The establishment of a system of regional cooperation and integration in almost all vitally important areas of Central Asian countries’ development is crucially important for ensuring the region’s stability.

by Ulugbeck A Khasanov
Published on October 18, 2013

Eurasia After the Cold War

Many nations hoped that the end of the Cold War and the bipolar epoch dominated by the Soviet Union and the Union States would open up new opportunities to rebuild the world on the basis of general human values and interests. It seemed that the international community had a unique historical chance to form a new global order based on just legal principles and to herald a new era that would be free from the past’s legacy of antagonism.

The course of international developments was indeed greatly impacted by the end of the bipolar system. States found themselves more vulnerable and less protected against the old threats and confronting new ones. Crucially, they did not create adequate mechanisms to ensure international stability in the face of the threats and contradictions of this new order of international relations.

In fact, threats to security may even be greater in this era of increased interdependence among states. The stability of many countries and whole regions has been shaken by conflicts laden with interethnic and interconfessional tensions, religious extremism, and aggressive separatism. The danger of the proliferation of nuclear and other types of weapons of mass destruction—as well as of their means of delivery—is particularly menacing. The gap between poor and rich countries continues to widen. The narcotics trade has grown, as has organized crime, which has in-creasingly crossed national borders and assumed truly global proportions.

In this new era, Eurasia has become the key arena of international politics by virtue of both its geographical significance in the modern world and the role that it will play in determining the shape and contours of future scenarios. The transformation of the international order has contributed to the evolution of new security concepts that are significantly different from those that defined the Cold War. The new global order is characterized by a significant expansion in the range of security threats, changes in the identification of security objects, and shifting approaches to the choice of means to confront contemporary threats. All of these concepts apply to the unstable but crucially important region of Central Asia.

Paradigm Shift

Before the age of increasing global interdependence and the growing influence of various international actors and associations that began in the early 1990s, the concepts of the traditional state and its sovereignty in the realm of security dominated the international system. The U.S. and Soviet superpowers played out their confrontation, the key aspects of which were the policy of containment and the problem of the balance of power. In principle, security policy was based on three premises: security problems were addressed by state activities, mostly by state military preparations and plans; state security was understood as the security of the whole society; and security problems were primarily solved by military means at the national level and by unions at the international level.

The end of the Cold War and the collapse of the Soviet system changed the agenda in international relations. Now, security policy has become multidimensional and focused on the vital issues of territorial integrity and border security, combining in the process both the internal and external security issues of any given state. Cross-border threats are not necessarily directed against the state, but they have the potential to destabilize the political situation within a country and impact interstate relations.
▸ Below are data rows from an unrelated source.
//! Wave generation.
//!
//! Wave 1 is a fixed pair of goblins. Later waves scale with the index and
//! roll a little variance per monster; every third wave adds a boss.
//! Random draws happen in roster order (health, attack, speed per goblin),
//! so a seeded generator always reproduces the same roster.

use rand::Rng;
use serde::{Deserialize, Serialize};

use crate::combatant::{any_alive, count_alive, CombatStats, Monster, MonsterKind};
use crate::error::{GameError, Result};

/// Largest number of regular monsters in a wave.
pub const MAX_REGULAR_MONSTERS: u32 = 5;

/// Every wave whose index is a multiple of this gets a boss.
pub const BOSS_INTERVAL: u32 = 3;

/// Fixed stats of the wave-1 goblins (health, attack, defense, speed).
pub const FIRST_WAVE_GOBLIN: (u32, u32, u32, u32) = (40, 6, 2, 5);

/// Name of the wave elite.
pub const BOSS_NAME: &str = "Orc Boss";

/// Smallest value any generated stat may take.
const STAT_FLOOR: i64 = 1;

/// A generated monster roster for one wave.
#[derive(Debug, Clone, PartialEq, Eq, Hash, Serialize, Deserialize)]
pub struct Wave {
    /// 1-based wave index.
    pub index: u32,
    /// Monsters in roster order. Composition is fixed once generated.
    pub monsters: Vec<Monster>,
}

impl Wave {
    /// Number of monsters in the wave.
    #[must_use]
    pub fn len(&self) -> usize {
        self.monsters.len()
    }

    /// Check if the wave has no monsters.
    #[must_use]
    pub fn is_empty(&self) -> bool {
        self.monsters.is_empty()
    }

    /// Check if any monster is still standing.
    #[must_use]
    pub fn has_survivors(&self) -> bool {
        any_alive(&self.monsters)
    }

    /// Number of monsters still standing.
    #[must_use]
    pub fn alive_count(&self) -> usize {
        count_alive(&self.monsters)
    }

    /// Check if this wave includes a boss.
    #[must_use]
    pub fn has_boss(&self) -> bool {
        self.monsters.iter().any(Monster::is_boss)
    }
}

/// Number of regular (non-boss) monsters for a wave index.
#[must_use]
pub fn regular_monster_count(index: u32) -> u32 {
    if index <= 1 {
        2
    } else {
        index.saturating_add(1).min(MAX_REGULAR_MONSTERS)
    }
}

/// Check if a wave index gets a boss.
#[must_use]
pub const fn has_boss(index: u32) -> bool {
    index > 1 && index % BOSS_INTERVAL == 0
}

/// Total roster size for a wave index.
#[must_use]
pub fn expected_wave_size(index: u32) -> usize {
    regular_monster_count(index) as usize + usize::from(has_boss(index))
}

/// Clamp a signed stat roll to the stat floor.
fn clamp_stat(value: i64) -> u32 {
    u32::try_from(value.max(STAT_FLOOR)).unwrap_or(u32::MAX)
}

/// Generate the monster roster for `index`.
///
/// # Errors
///
/// Returns [`GameError::InvalidWaveIndex`] for index 0.
pub fn generate_wave<R: Rng + ?Sized>(index: u32, rng: &mut R) -> Result<Wave> {
    if index == 0 {
        return Err(GameError::InvalidWaveIndex(index));
    }

    let monsters = if index == 1 {
        let (health, attack, defense, speed) = FIRST_WAVE_GOBLIN;
        (0..2)
            .map(|_| {
                Monster::new(
                    "Goblin",
                    MonsterKind::Goblin,
                    CombatStats::new(health, attack, defense, speed),
                )
            })
            .collect()
    } else {
        let mut monsters = Vec::with_capacity(expected_wave_size(index));
        let w = i64::from(index);

        for i in 0..regular_monster_count(index) {
            let health = 30 + w * 8 + rng.gen_range(-5..=5);
            let attack = 5 + w * 2 + rng.gen_range(-1..=2);
            let defense = 2 + w / 2;
            let speed = rng.gen_range(3..=7);
            monsters.push(Monster::new(
                format!("Goblin_{}", i + 1),
                MonsterKind::Goblin,
                CombatStats::new(
                    clamp_stat(health),
                    clamp_stat(attack),
                    clamp_stat(defense),
                    clamp_stat(speed),
                ),
            ));
        }

        if has_boss(index) {
            monsters.push(Monster::new(
                BOSS_NAME,
                MonsterKind::Boss,
                CombatStats::new(
                    clamp_stat(80 + w * 10),
                    clamp_stat(14 + w * 2),
                    clamp_stat(6 + w / 2),
                    4,
                ),
            ));
        }
        monsters
    };

    Ok(Wave { index, monsters })
}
For a period of time, the West in general—and especially the United States—did not pay serious attention to the development of these new cross-border threats. In particular, it did not sufficiently consider the analysis of new conceptual approaches to the development of international terrorism and its potential threat to the national security until September 11, 2001. Now, it is becoming clear that the expansion of cross-border threats is dangerously increasing the level of uncertainty almost everywhere.

The emergence of these threats is closely linked to a number of factors, including:

  • an increase in poverty and its associated problems, such as increased migration flows, including illegal immigration and human trafficking;
  • the internationalization or globalization of terrorism and ethnic conflicts;
  • the development of different types of criminal activities, particularly drug trafficking and cross-border arms transfer;
  • the emergence of underground shadow economies or gray markets with illegal capital flow and money laundering operations;
  • the use of advanced information technology, Internet, and social media networks as tools to recruit or indoctrinate new followers of destructive ideologies;
  • the illegal transfer of lethal weapons on global scale;
  • the widespread violation of national sovereignty by some regional and global powers, including the United States;
  • the impacts of climate change and global warming on water and food security and the ensuing regional and global crises.
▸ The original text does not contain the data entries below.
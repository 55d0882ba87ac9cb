//! JSON progress protocol for headless sessions.
//!
//! The runner writes one JSON object per line to stdout:
//!
//! ```text
//! <- {"type":"wave_started","wave":1,"monsters":["Goblin","Goblin"],"boss":false}
//! <- {"type":"round_completed","wave":1,"round":1,...}
//! <- {"type":"wave_finished","wave":1,"players_won":true,"rounds":3,...}
//! <- {"type":"upgrade_applied","wave":1,"player":"Player1","upgrade":"Weapon",...}
//! <- {"type":"session_over","waves_cleared":4,"final_hash":1234}
//! ```
//!
//! Logs go to stderr so stdout stays machine-readable.

use serde::{Deserialize, Serialize};
use wave_core::economy::UpgradeKind;
use wave_core::events::{HealthEntry, RosterSnapshot, RoundReport, Side};
use wave_core::materials::Inventory;
use wave_core::orchestrator::WaveResult;
use wave_core::wave::Wave;

/// Events emitted while a session runs.
#[derive(Debug, Clone, PartialEq, Eq, Serialize, Deserialize)]
#[serde(tag = "type", rename_all = "snake_case")]
pub enum ProgressEvent {
    /// A wave was generated.
    WaveStarted {
        wave: u32,
        monsters: Vec<String>,
        boss: bool,
    },

    /// A round was resolved.
    RoundCompleted {
        wave: u32,
        round: u32,
        attacks: usize,
        player_damage: u32,
        monster_damage: u32,
        players: Vec<HealthEntry>,
        monsters: Vec<HealthEntry>,
    },

    /// A wave ended.
    WaveFinished {
        wave: u32,
        players_won: bool,
        rounds: u32,
        survivors: usize,
        drops: Inventory,
        share_per_player: Inventory,
        discarded: Inventory,
    },

    /// A player bought an upgrade during an intermission.
    UpgradeApplied {
        wave: u32,
        player: String,
        upgrade: UpgradeKind,
        attack: u32,
        defense: u32,
        health: u32,
    },

    /// The session ended.
    SessionOver {
        waves_cleared: u32,
        last_wave: u32,
        final_hash: u64,
    },
}

impl ProgressEvent {
    /// Event for a freshly generated wave.
    #[must_use]
    pub fn wave_started(wave: &Wave) -> Self {
        Self::WaveStarted {
            wave: wave.index,
            monsters: wave.monsters.iter().map(|m| m.name.clone()).collect(),
            boss: wave.has_boss(),
        }
    }

    /// Event for a resolved round.
    #[must_use]
    pub fn round_completed(wave: u32, report: &RoundReport, snapshot: &RosterSnapshot) -> Self {
        Self::RoundCompleted {
            wave,
            round: report.round,
            attacks: report.actions.len(),
            player_damage: report.damage_by(Side::Player),
            monster_damage: report.damage_by(Side::Monster),
            players: snapshot.players.clone(),
            monsters: snapshot.monsters.clone(),
        }
    }

    /// Event for a finished wave.
    #[must_use]
    pub fn wave_finished(result: &WaveResult) -> Self {
        Self::WaveFinished {
            wave: result.wave_index,
            players_won: result.players_won,
            rounds: result.rounds,
            survivors: result.survivors,
            drops: result.material_drops,
            share_per_player: result.share_per_player,
            discarded: result.discarded,
        }
    }

    /// Event name as it appears in the `type` field.
    pub fn name(&self) -> &'static str {
        match self {
            Self::WaveStarted { .. } => "wave_started",
            Self::RoundCompleted { .. } => "round_completed",
            Self::WaveFinished { .. } => "wave_finished",
            Self::UpgradeApplied { .. } => "upgrade_applied",
            Self::SessionOver { .. } => "session_over",
        }
    }

    /// Serialize to JSON line (with newline).
    pub fn to_json_line(&self) -> String {
        let mut json = serde_json::to_string(self).unwrap_or_else(|e| {
            format!(
                r#"{{"type":"error","message":"Serialization failed: {}"}}"#,
                e
            )
        });
        json.push('\n');
        json
    }

    /// Parse from a JSON line.
    pub fn from_json(json: &str) -> Result<Self, serde_json::Error> {
        serde_json::from_str(json)
    }
}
Roots of Central Asian Conflicts

Early in the twentieth century, countries in Central Asia became increasingly pivotal in geopolitics due to their prime location. In the process, they found themselves in the middle of a rivalry between influential powers. Global and regional actors vying to gain a foothold in the region began exerting tangible pressure on the process of geopolitical formation in Central Asia. Researchers trace the roots of some of the region’s conflicts back to this period.

The Soviet Union committed major mistakes in the region back in the early 1920s when it drew artificial administrative and territorial borders of Central Asian states. The Soviet regime paid scant attention to the historical past of the region in doing so. After the process of creating the Soviet Socialist Republics in Central Asia was completed by 1936, it became evident that peoples’ rights had been infringed upon in the divisions. The borders of the majority of the independent states of the former Soviet Union were established arbitrarily, without taking into account the peoples and tribes living there, so many ethnic tribes were artificially divided by state borders.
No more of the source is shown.